E la coralità garbata di un bellissimo gruppo di talenti – e non nomi, necessariamente – è una delle qualità migliori di quest’opera che con gentilezza quella solidarietà la mette in scena e allo stesso tempo la mette in atto per costruire una storia semplice, divertita e divertente. E se c’è da chiedersi perché le attrici italiane vedono i set come Pietro Castellitto Roma Nord, ovvero come un Vietnam – “e può succedere anche di peggio” -, visto che dopo Micaela Ramazzotti in Felicità, anche lei lo mostra come un luogo di cialtroneria mediocrità e meschinità un tanto al chilo, Volare è quel tipo di commedia intelligente che un po’ manca nel cinema italiano (e che, per esempio, aveva iniziato a fare Laura Morante, un’altra attrice).
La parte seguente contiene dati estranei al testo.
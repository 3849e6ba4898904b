//! rigctld client
//!
//! Keeps a transceiver and the receiver on the same frequency and mode. Speaks
//! the Hamlib `rigctld` line protocol over a plain TCP socket: one command per
//! line, replies terminated by `RPRT <code>` (or a fixed number of data lines
//! for `m`).

use crate::tuning::Mode;
use std::time::Duration;
use thiserror::Error;
use tokio::io::{AsyncBufReadExt, AsyncWriteExt, BufReader};
use tokio::net::TcpStream;
use tokio::time::timeout;
use tracing::debug;

/// Rig control errors
#[derive(Error, Debug)]
pub enum RigError {
    #[error("Rig I/O error: {0}")]
    Io(#[from] std::io::Error),
    #[error("Rig did not answer within {0:?}")]
    Timeout(Duration),
    #[error("Unexpected rig response to '{command}': {response:?}")]
    Parse { command: String, response: String },
}

/// Frequency and mode reported by the rig
#[derive(Debug, Clone, Copy, PartialEq)]
pub struct RigReading {
    pub freq_hz: u64,
    pub mode: Mode,
}

impl RigReading {
    pub fn freq_khz(&self) -> f64 {
        self.freq_hz as f64 / 1000.0
    }
}

/// Something the session wants the rig to do
#[derive(Debug, Clone, Copy, PartialEq)]
pub enum RigRequest {
    SetFrequency { hz: u64 },
    SetMode(Mode),
}

/// Filter width requested together with a mode change (Hz)
pub fn mode_width(mode: Mode) -> u32 {
    match mode {
        Mode::Usb | Mode::Lsb => 2400,
        Mode::Cw => 500,
        Mode::Am => 6000,
    }
}

/// Convert kHz to the whole-Hz value the rig works in
pub fn khz_to_hz(khz: f64) -> u64 {
    (khz * 1000.0).round().max(0.0) as u64
}

pub struct RigClient {
    stream: BufReader<TcpStream>,
    addr: String,
    timeout: Duration,
}

impl RigClient {
    pub async fn connect(host: &str, port: u16, io_timeout: Duration) -> Result<Self, RigError> {
        let addr = format!("{}:{}", host, port);
        let tcp = timeout(io_timeout, TcpStream::connect(&addr))
            .await
            .map_err(|_| RigError::Timeout(io_timeout))??;
        tcp.set_nodelay(true)?;

        Ok(Self {
            stream: BufReader::new(tcp),
            addr,
            timeout: io_timeout,
        })
    }

    pub fn addr(&self) -> &str {
        &self.addr
    }

    /// Current frequency and mode
    pub async fn read_state(&mut self) -> Result<RigReading, RigError> {
        let freq_hz = self.get_frequency().await?;
        let (mode, _passband) = self.get_mode().await?;
        Ok(RigReading { freq_hz, mode })
    }

    pub async fn get_frequency(&mut self) -> Result<u64, RigError> {
        let lines = self.transact("+f", 0).await?;
        parse_frequency(&lines).ok_or_else(|| RigError::Parse {
            command: "+f".to_string(),
            response: lines.join("\\n"),
        })
    }

    pub async fn get_mode(&mut self) -> Result<(Mode, i32), RigError> {
        let lines = self.transact("m", 2).await?;
        parse_mode(&lines).ok_or_else(|| RigError::Parse {
            command: "m".to_string(),
            response: lines.join("\\n"),
        })
    }

    pub async fn set_frequency(&mut self, hz: u64) -> Result<(), RigError> {
        self.transact(&format!("F {}", hz), 0).await.map(|_| ())
    }

    pub async fn set_mode(&mut self, mode: Mode) -> Result<(), RigError> {
        let command = format!("+M {} {}", mode.as_str(), mode_width(mode));
        self.transact(&command, 0).await.map(|_| ())
    }

    pub async fn apply(&mut self, request: RigRequest) -> Result<(), RigError> {
        match request {
            RigRequest::SetFrequency { hz } => self.set_frequency(hz).await,
            RigRequest::SetMode(mode) => self.set_mode(mode).await,
        }
    }

    /// Send one command and collect its reply lines
    ///
    /// Stops at an `RPRT` line, or after `data_lines` lines when non-zero.
    /// A non-zero `RPRT` code is reported as a parse error.
    async fn transact(&mut self, command: &str, data_lines: usize) -> Result<Vec<String>, RigError> {
        let io_timeout = self.timeout;
        let exchange = async {
            debug!(rig = %self.addr, "-> {}", command);
            let stream = self.stream.get_mut();
            stream.write_all(format!("{}\n", command).as_bytes()).await?;
            stream.flush().await?;

            let mut lines = Vec::new();
            loop {
                let mut line = String::new();
                if self.stream.read_line(&mut line).await? == 0 {
                    return Err(RigError::Io(std::io::Error::new(
                        std::io::ErrorKind::UnexpectedEof,
                        "rigctld closed the connection",
                    )));
                }
                let line = line.trim_end().to_string();
                if let Some(code) = line.strip_prefix("RPRT") {
                    if code.trim() != "0" {
                        return Err(RigError::Parse {
                            command: command.to_string(),
                            response: line,
                        });
                    }
                    break;
                }
                lines.push(line);
                if data_lines > 0 && lines.len() == data_lines {
                    break;
                }
            }
            Ok::<_, RigError>(lines)
        };

        timeout(io_timeout, exchange)
            .await
            .map_err(|_| RigError::Timeout(io_timeout))?
    }
}

/// Extract Hz from an extended `+f` reply (`Frequency: 14060000`)
pub fn parse_frequency(lines: &[String]) -> Option<u64> {
    lines.iter().find_map(|line| {
        let value = line.trim().strip_prefix("Frequency:")?;
        let hz: f64 = value.trim().parse().ok()?;
        (hz >= 0.0).then(|| hz.round() as u64)
    })
}

/// Parse an `m` reply: mode line then passband line
pub fn parse_mode(lines: &[String]) -> Option<(Mode, i32)> {
    let mode = lines.first()?.parse().ok()?;
    let passband = lines.get(1)?.trim().parse().ok()?;
    Some((mode, passband))
}

#[cfg(test)]
mod tests {
    use super::*;
    use tokio::net::TcpListener;

    fn lines(text: &str) -> Vec<String> {
        text.lines().map(str::to_string).collect()
    }

    #[test]
    fn test_parse_frequency() {
        assert_eq!(
            parse_frequency(&lines("get_freq:\nFrequency: 14060000")),
            Some(14_060_000)
        );
        assert_eq!(parse_frequency(&lines("Frequency: 7100000.000000")), Some(7_100_000));
        assert_eq!(parse_frequency(&lines("get_freq:")), None);
        assert_eq!(parse_frequency(&lines("Frequency: abc")), None);
    }

    #[test]
    fn test_parse_mode() {
        assert_eq!(parse_mode(&lines("CW\n500")), Some((Mode::Cw, 500)));
        assert_eq!(parse_mode(&lines("LSB\n2400")), Some((Mode::Lsb, 2400)));
        assert_eq!(parse_mode(&lines("PKTUSB\n2400")), None);
        assert_eq!(parse_mode(&lines("USB")), None);
    }

    #[test]
    fn test_mode_widths() {
        assert_eq!(mode_width(Mode::Usb), 2400);
        assert_eq!(mode_width(Mode::Lsb), 2400);
        assert_eq!(mode_width(Mode::Cw), 500);
        assert_eq!(mode_width(Mode::Am), 6000);
    }

    #[test]
    fn test_khz_to_hz() {
        assert_eq!(khz_to_hz(14060.1), 14_060_100);
        assert_eq!(khz_to_hz(7100.0), 7_100_000);
    }

    /// Minimal rigctld: answers each command from a fixed table
    async fn fake_rigctld() -> (u16, tokio::task::JoinHandle<Vec<String>>) {
        let listener = TcpListener::bind("127.0.0.1:0").await.unwrap();
        let port = listener.local_addr().unwrap().port();
        let handle = tokio::spawn(async move {
            let (socket, _) = listener.accept().await.unwrap();
            let (read, mut write) = socket.into_split();
            let mut read = BufReader::new(read);
            let mut received = Vec::new();
            loop {
                let mut line = String::new();
                if read.read_line(&mut line).await.unwrap() == 0 {
                    break;
                }
                let command = line.trim_end().to_string();
                let reply = match command.as_str() {
                    "+f" => "get_freq:\nFrequency: 7100000\nRPRT 0\n".to_string(),
                    "m" => "LSB\n2400\n".to_string(),
                    c if c.starts_with("F ") => "RPRT 0\n".to_string(),
                    c if c.starts_with("+M ") => format!("set_mode: {}\nRPRT 0\n", &c[3..]),
                    _ => "RPRT -1\n".to_string(),
                };
                received.push(command);
                write.write_all(reply.as_bytes()).await.unwrap();
            }
            received
        });
        (port, handle)
    }

    #[tokio::test]
    async fn test_client_round_trip() {
        let (port, server) = fake_rigctld().await;
        let mut rig = RigClient::connect("127.0.0.1", port, Duration::from_secs(2))
            .await
            .unwrap();

        let reading = rig.read_state().await.unwrap();
        assert_eq!(reading, RigReading { freq_hz: 7_100_000, mode: Mode::Lsb });
        assert_eq!(reading.freq_khz(), 7100.0);

        rig.apply(RigRequest::SetFrequency { hz: 14_060_000 }).await.unwrap();
        rig.apply(RigRequest::SetMode(Mode::Cw)).await.unwrap();
        assert!(matches!(
            rig.transact("bogus", 0).await,
            Err(RigError::Parse { .. })
        ));

        drop(rig);
        let received = server.await.unwrap();
        assert_eq!(received, vec!["+f", "m", "F 14060000", "+M CW 500", "bogus"]);
    }

    #[tokio::test]
    async fn test_silent_rig_times_out() {
        let listener = TcpListener::bind("127.0.0.1:0").await.unwrap();
        let port = listener.local_addr().unwrap().port();
        let _server = tokio::spawn(async move {
            let (socket, _) = listener.accept().await.unwrap();
            tokio::time::sleep(Duration::from_secs(5)).await;
            drop(socket);
        });

        let mut rig = RigClient::connect("127.0.0.1", port, Duration::from_millis(100))
            .await
            .unwrap();
        assert!(matches!(rig.get_frequency().await, Err(RigError::Timeout(_))));
    }
}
C’è qualcosa anche di Viaggio sola di Maria Sole Tognazzi, indicata dall’attrice e regista come una delle cineaste, insieme a Moretti e Piccioni, che lei ammira molto “perché ha saputo far uscire fuori il suo bel talento in un cinema molto maschile e con questa spada di Damocle dell’essere figlia d’arte”, ma c’è soprattutto tanto di una donna che ha voluto esporsi, mostrarsi, raccontarsi.
Le parole di Margherita Buy
Non è un caso, probabilmente, che ci sia sua figlia nel ruolo della figlia di Anna B (che brava), non è un caso che la paura di volare sia la sua. “Non vivo, non mi butto, non faccio le cose che devo fare, ma ora, dopo aver fatto il corso, abbiamo una chat in cui ci raccontiamo i viaggi, ci diamo consigli e recensioni di voli e aerei. Siamo come gli alcolisti anonimi”.
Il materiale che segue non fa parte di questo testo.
//! Frequency, zoom and passband math
//!
//! Pure functions mapping a center frequency and zoom level to the waterfall
//! window the server displays, plus the demodulation mode and passband rules.
//! Nothing here performs I/O.

use crate::config::RadioConfig;
use serde::Serialize;
use std::fmt;
use std::str::FromStr;

/// Largest passband adjustment in either direction (Hz)
pub const MAX_PASSBAND_DELTA: i32 = 3000;

/// Offset applied to a clicked frequency in CW so the tone lands in the passband (kHz)
pub const CW_CLICK_OFFSET_KHZ: f64 = 0.5;

/// Demodulation mode
#[derive(Debug, Clone, Copy, PartialEq, Eq, Serialize)]
pub enum Mode {
    Usb,
    Lsb,
    Cw,
    Am,
}

impl Mode {
    /// Mode chosen by auto mode: LSB below the threshold, USB at or above it
    pub fn auto_for(freq_khz: f64, threshold_khz: f64) -> Self {
        if freq_khz < threshold_khz {
            Mode::Lsb
        } else {
            Mode::Usb
        }
    }

    /// Lowercase name used in `SET mod=` commands
    pub fn as_command(&self) -> &'static str {
        match self {
            Mode::Usb => "usb",
            Mode::Lsb => "lsb",
            Mode::Cw => "cw",
            Mode::Am => "am",
        }
    }

    /// Uppercase name used by rig control
    pub fn as_str(&self) -> &'static str {
        match self {
            Mode::Usb => "USB",
            Mode::Lsb => "LSB",
            Mode::Cw => "CW",
            Mode::Am => "AM",
        }
    }
}

impl fmt::Display for Mode {
    fn fmt(&self, f: &mut fmt::Formatter<'_>) -> fmt::Result {
        f.write_str(self.as_str())
    }
}

impl FromStr for Mode {
    type Err = String;

    fn from_str(s: &str) -> Result<Self, Self::Err> {
        match s.trim().to_ascii_uppercase().as_str() {
            "USB" => Ok(Mode::Usb),
            "LSB" => Ok(Mode::Lsb),
            "CW" | "CWR" => Ok(Mode::Cw),
            "AM" => Ok(Mode::Am),
            other => Err(format!("unsupported mode '{}'", other)),
        }
    }
}

/// Low/high audio cutoffs relative to the carrier (Hz)
#[derive(Debug, Clone, Copy, PartialEq, Eq, Serialize)]
pub struct Passband {
    pub low: i32,
    pub high: i32,
}

impl Passband {
    pub fn derive(mode: Mode, delta_low: i32, delta_high: i32) -> Self {
        match mode {
            Mode::Usb => Passband {
                low: 30 + delta_low,
                high: 3000 + delta_high,
            },
            Mode::Lsb => Passband {
                low: -(3000 + delta_high),
                high: -(30 + delta_low),
            },
            Mode::Cw => Passband {
                low: 300 + delta_low,
                high: 800 + delta_high,
            },
            Mode::Am => Passband {
                low: -(6000 + delta_high),
                high: 6000 + delta_high,
            },
        }
    }

    /// Filter width in Hz
    pub fn width(&self) -> i32 {
        self.high - self.low
    }
}

/// Clamp a passband adjustment to +/- `MAX_PASSBAND_DELTA`
pub fn clamp_delta(delta: i32) -> i32 {
    delta.clamp(-MAX_PASSBAND_DELTA, MAX_PASSBAND_DELTA)
}

/// Authoritative receiver tuning
#[derive(Debug, Clone, Copy, PartialEq, Serialize)]
pub struct TuningState {
    /// Center frequency (kHz)
    pub freq_khz: f64,
    pub zoom: u8,
    pub mode: Mode,
    /// User adjustment of the low passband edge (Hz)
    pub delta_low: i32,
    /// User adjustment of the high passband edge (Hz)
    pub delta_high: i32,
}

impl TuningState {
    pub fn new(freq_khz: f64, zoom: u8, mode: Mode) -> Self {
        Self {
            freq_khz,
            zoom,
            mode,
            delta_low: 0,
            delta_high: 0,
        }
    }

    pub fn passband(&self) -> Passband {
        Passband::derive(self.mode, self.delta_low, self.delta_high)
    }
}

/// Where the server will actually place the waterfall window
#[derive(Debug, Clone, Copy, PartialEq)]
pub struct WindowPlacement {
    /// Corrected center frequency (kHz)
    pub center_khz: f64,
    /// Discretized start position sent in `SET zoom=.. start=..`
    pub counter: u64,
    /// Start frequency the counter really selects (kHz)
    pub start_khz: f64,
}

/// Coordinate math for one server's frequency range and bin count
#[derive(Debug, Clone, Copy, PartialEq)]
pub struct TuningMath {
    max_freq: f64,
    max_zoom: u8,
    bins: f64,
}

impl TuningMath {
    pub fn new(max_freq_khz: f64, max_zoom: u8, bins: usize) -> Self {
        Self {
            max_freq: max_freq_khz,
            max_zoom,
            bins: bins as f64,
        }
    }

    pub fn from_config(config: &RadioConfig) -> Self {
        Self::new(config.max_freq_khz, config.max_zoom, config.bins)
    }

    /// Clamp a zoom level into `0..=max_zoom`
    pub fn clamp_zoom(&self, zoom: i32) -> u8 {
        zoom.clamp(0, self.max_zoom as i32) as u8
    }

    /// Visible span (kHz) at `zoom`
    pub fn span(&self, zoom: u8) -> f64 {
        self.max_freq / 2f64.powi(zoom.min(self.max_zoom) as i32)
    }

    pub fn start_freq(&self, freq: f64, zoom: u8) -> f64 {
        freq - self.span(zoom) / 2.0
    }

    pub fn end_freq(&self, freq: f64, zoom: u8) -> f64 {
        freq + self.span(zoom) / 2.0
    }

    /// Discretize a start frequency to the server's counter and return the
    /// start frequency that counter really selects
    pub fn start_to_counter(&self, start_khz: f64) -> (u64, f64) {
        let scale = 2f64.powi(self.max_zoom as i32) * self.bins;
        let start = start_khz.clamp(0.0, self.max_freq);
        let counter = (start / self.max_freq * scale).round();
        (counter as u64, counter * self.max_freq / scale)
    }

    /// Display column of a frequency offset from the center
    pub fn offset_to_bin(&self, _freq: f64, offset_khz: f64, zoom: u8) -> f64 {
        let span = self.span(zoom);
        self.bins / span * (offset_khz + span / 2.0)
    }

    /// Frequency offset from the center at a display column
    pub fn bin_to_offset_khz(&self, _freq: f64, bin: f64, zoom: u8) -> f64 {
        let span = self.span(zoom);
        bin * span / self.bins - span / 2.0
    }

    /// Absolute frequency (kHz) at a display column
    pub fn bin_to_khz(&self, freq: f64, bin: f64, zoom: u8) -> f64 {
        freq + self.bin_to_offset_khz(freq, bin, zoom)
    }

    /// Correct a requested center so the window fits the server range and
    /// compute the counter to send
    pub fn clamp_and_set(&self, requested_khz: f64, zoom: u8) -> WindowPlacement {
        let zoom = zoom.min(self.max_zoom);
        let mut freq = requested_khz;

        if zoom == 0 {
            freq = self.max_freq / 2.0;
        } else {
            let start = self.start_freq(freq, zoom);
            let end = self.end_freq(freq, zoom);
            if start < 0.0 {
                freq -= start;
            }
            if end > self.max_freq {
                freq -= end - self.max_freq;
            }
        }

        let (mut counter, mut start_khz) = self.start_to_counter(self.start_freq(freq, zoom));
        if zoom > 0 && start_khz <= 0.0 {
            freq = self.span(zoom);
            (counter, start_khz) = self.start_to_counter(self.start_freq(freq, zoom));
        }

        WindowPlacement {
            center_khz: freq,
            counter,
            start_khz,
        }
    }
}

#[cfg(test)]
mod tests {
    use super::*;

    fn math() -> TuningMath {
        TuningMath::new(30000.0, 14, 1024)
    }

    #[test]
    fn test_span_halves_per_zoom_level() {
        let math = math();
        for zoom in 0..=14u8 {
            assert_eq!(math.span(zoom), 30000.0 / 2f64.powi(zoom as i32));
            if zoom > 0 {
                assert!(math.span(zoom) < math.span(zoom - 1));
            }
        }
    }

    #[test]
    fn test_window_brackets_center() {
        let math = math();
        for zoom in 0..=14u8 {
            for freq in [100.0, 7074.0, 14060.0, 29000.0] {
                let start = math.start_freq(freq, zoom);
                let end = math.end_freq(freq, zoom);
                assert!(start <= freq && freq <= end);
                assert!((end - start - math.span(zoom)).abs() < 1e-9);
            }
        }
    }

    #[test]
    fn test_bin_offset_roundtrip() {
        let math = math();
        let freq = 14060.0;
        for zoom in [1u8, 6, 10, 14] {
            let half = math.span(zoom) / 2.0;
            for x in [-half, -half / 3.0, 0.0, half / 7.0, half * 0.99] {
                let bin = math.offset_to_bin(freq, x, zoom);
                assert!((math.bin_to_offset_khz(freq, bin, zoom) - x).abs() < 1e-6);
                assert!((math.bin_to_khz(freq, bin, zoom) - (freq + x)).abs() < 1e-6);
            }
        }
    }

    #[test]
    fn test_center_maps_to_middle_column() {
        let math = math();
        assert!((math.offset_to_bin(14060.0, 0.0, 10) - 512.0).abs() < 1e-9);
        assert!((math.bin_to_khz(14060.0, 0.0, 10) - math.start_freq(14060.0, 10)).abs() < 1e-9);
    }

    #[test]
    fn test_counter_is_idempotent() {
        let math = math();
        for start in [0.0, 1.0, 123.456, 7000.1, 14059.0, 29999.99] {
            let (counter, actual) = math.start_to_counter(start);
            let (again, actual_again) = math.start_to_counter(actual);
            assert_eq!(counter, again);
            assert_eq!(actual, actual_again);
        }
    }

    #[test]
    fn test_counter_value() {
        let math = math();
        // 15000 kHz is half the range: half of 2^14 * 1024
        assert_eq!(math.start_to_counter(15000.0), (8_388_608, 15000.0));
    }

    #[test]
    fn test_clamp_and_set_stays_in_range() {
        let math = math();
        for zoom in 0..=14u8 {
            for freq in [-5000.0, 0.0, 10.0, 1000.0, 14060.0, 29990.0, 30000.0, 45000.0] {
                let placement = math.clamp_and_set(freq, zoom);
                let start = math.start_freq(placement.center_khz, zoom);
                let end = math.end_freq(placement.center_khz, zoom);
                assert!(start >= -1e-9, "zoom {} freq {} start {}", zoom, freq, start);
                assert!(end <= 30000.0 + 1e-9, "zoom {} freq {} end {}", zoom, freq, end);
            }
        }
    }

    #[test]
    fn test_zoom_zero_forces_center() {
        let placement = math().clamp_and_set(7100.0, 0);
        assert_eq!(placement.center_khz, 15000.0);
        assert_eq!(placement.counter, 0);
    }

    #[test]
    fn test_shift_not_shrink_at_top_edge() {
        let math = math();
        let placement = math.clamp_and_set(29900.0, 4);
        let span = math.span(4);
        assert!((placement.center_khz - (30000.0 - span / 2.0)).abs() < 1e-9);
    }

    #[test]
    fn test_non_positive_start_resets_to_one_span() {
        let math = math();
        let placement = math.clamp_and_set(1.0, 6);
        assert_eq!(placement.center_khz, math.span(6));
        assert!(placement.start_khz > 0.0);
    }

    #[test]
    fn test_interior_frequency_unchanged() {
        let placement = math().clamp_and_set(14060.0, 10);
        assert_eq!(placement.center_khz, 14060.0);
    }

    #[test]
    fn test_passbands() {
        assert_eq!(Passband::derive(Mode::Usb, 0, 0), Passband { low: 30, high: 3000 });
        assert_eq!(Passband::derive(Mode::Lsb, 0, 0), Passband { low: -3000, high: -30 });
        assert_eq!(Passband::derive(Mode::Am, 0, 500), Passband { low: -6500, high: 6500 });
        assert_eq!(Passband::derive(Mode::Cw, -100, 200), Passband { low: 200, high: 1000 });
    }

    #[test]
    fn test_delta_clamp_is_symmetric() {
        assert_eq!(clamp_delta(3100), 3000);
        assert_eq!(clamp_delta(-3100), -3000);
        assert_eq!(clamp_delta(-200), -200);
    }

    #[test]
    fn test_auto_mode_boundary() {
        assert_eq!(Mode::auto_for(9999.0, 10000.0), Mode::Lsb);
        assert_eq!(Mode::auto_for(10000.0, 10000.0), Mode::Usb);
        assert_eq!(Mode::auto_for(10001.0, 10000.0), Mode::Usb);
    }

    #[test]
    fn test_mode_parsing() {
        assert_eq!("usb".parse::<Mode>(), Ok(Mode::Usb));
        assert_eq!("LSB\n".parse::<Mode>(), Ok(Mode::Lsb));
        assert!("FM".parse::<Mode>().is_err());
    }
}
L’eleganza della commedia sta nel giocare con fobie e manie come espressione di consapevole egoismo e inevitabile egocentrismo, sapendo con autoironia di esserne protagonista. Questo gioco metacinematografico è efficacissimo, Buy sa di essere un’icona di un certo cinema e di un certo archetipo femminile (Verdone, ad esempio, il suo animo comico e autoironico l’ha capito meglio di tutti e in fondo anche Moretti, che peraltro le ha fatto fare le prove generali da regista in Mia Madre) e sa farlo diventare un elemento narrativo e drammaturgico.
“Credo che gli spettatori ora sapranno conoscermi meglio, avrò molti più amici” dice sorridendo, ammettendo “che la mia paura di volare nasce anche dalla mia ansia del controllo. Voglio sapere tutto, critico. Vorrei fare tutto io. Ecco perché mi è piaciuto fare la regista! Anche se ora che so quanto è difficile e quanto lavoro c’è dietro una storia, non mi permetterò più di dire ‘questa scena potremmo farla così, questa battuta potrei dirla colà'”.
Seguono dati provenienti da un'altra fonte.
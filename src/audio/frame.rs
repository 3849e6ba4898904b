//! `SND` frame decoding

use crate::frame::{AUDIO_TAG, FrameError, strip_header};

/// Bytes before the first sample
const HEADER_LEN: usize = 10;
/// Offset of the big-endian S-meter word
const SMETER_OFFSET: usize = 8;

/// One decoded server audio frame
#[derive(Debug, Clone, PartialEq)]
pub struct AudioFrame {
    /// Signal strength reported with this frame (dBm)
    pub rssi_dbm: f32,
    /// Samples at the server's native rate
    pub samples: Vec<i16>,
}

impl AudioFrame {
    pub fn decode(data: &[u8]) -> Result<Self, FrameError> {
        let payload = strip_header(data, AUDIO_TAG, HEADER_LEN)?;

        let smeter = u16::from_be_bytes([data[SMETER_OFFSET], data[SMETER_OFFSET + 1]]);
        let samples = payload
            .chunks_exact(2)
            .map(|pair| i16::from_be_bytes([pair[0], pair[1]]))
            .collect();

        Ok(Self {
            rssi_dbm: rssi_from_smeter(smeter),
            samples,
        })
    }
}

/// Convert the raw S-meter word to dBm
pub fn rssi_from_smeter(raw: u16) -> f32 {
    0.1 * raw as f32 - 127.0
}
Volare è proprio quel film godibile e delizioso – sì, in questo caso si può dire – a cui vuoi bene, anche per la generosità di chi ha partecipato (Anna Bonaiuto nella parte dell’agente mostro è da urlo, ma in ogni posa ogni attore sa dare il meglio). E pure se Margherita Buy massacra la figura del critico cinematografico, l’unico che alla fine non si riscatta. Lo fa un dirottatore, ma non il critico.
Si poteva forse evitare il product placement pesantissimo di Ita Airways, ma in fondo era funzionale e alla fine se è servito, il tutto, ad alleggerire i produttori, ben venga.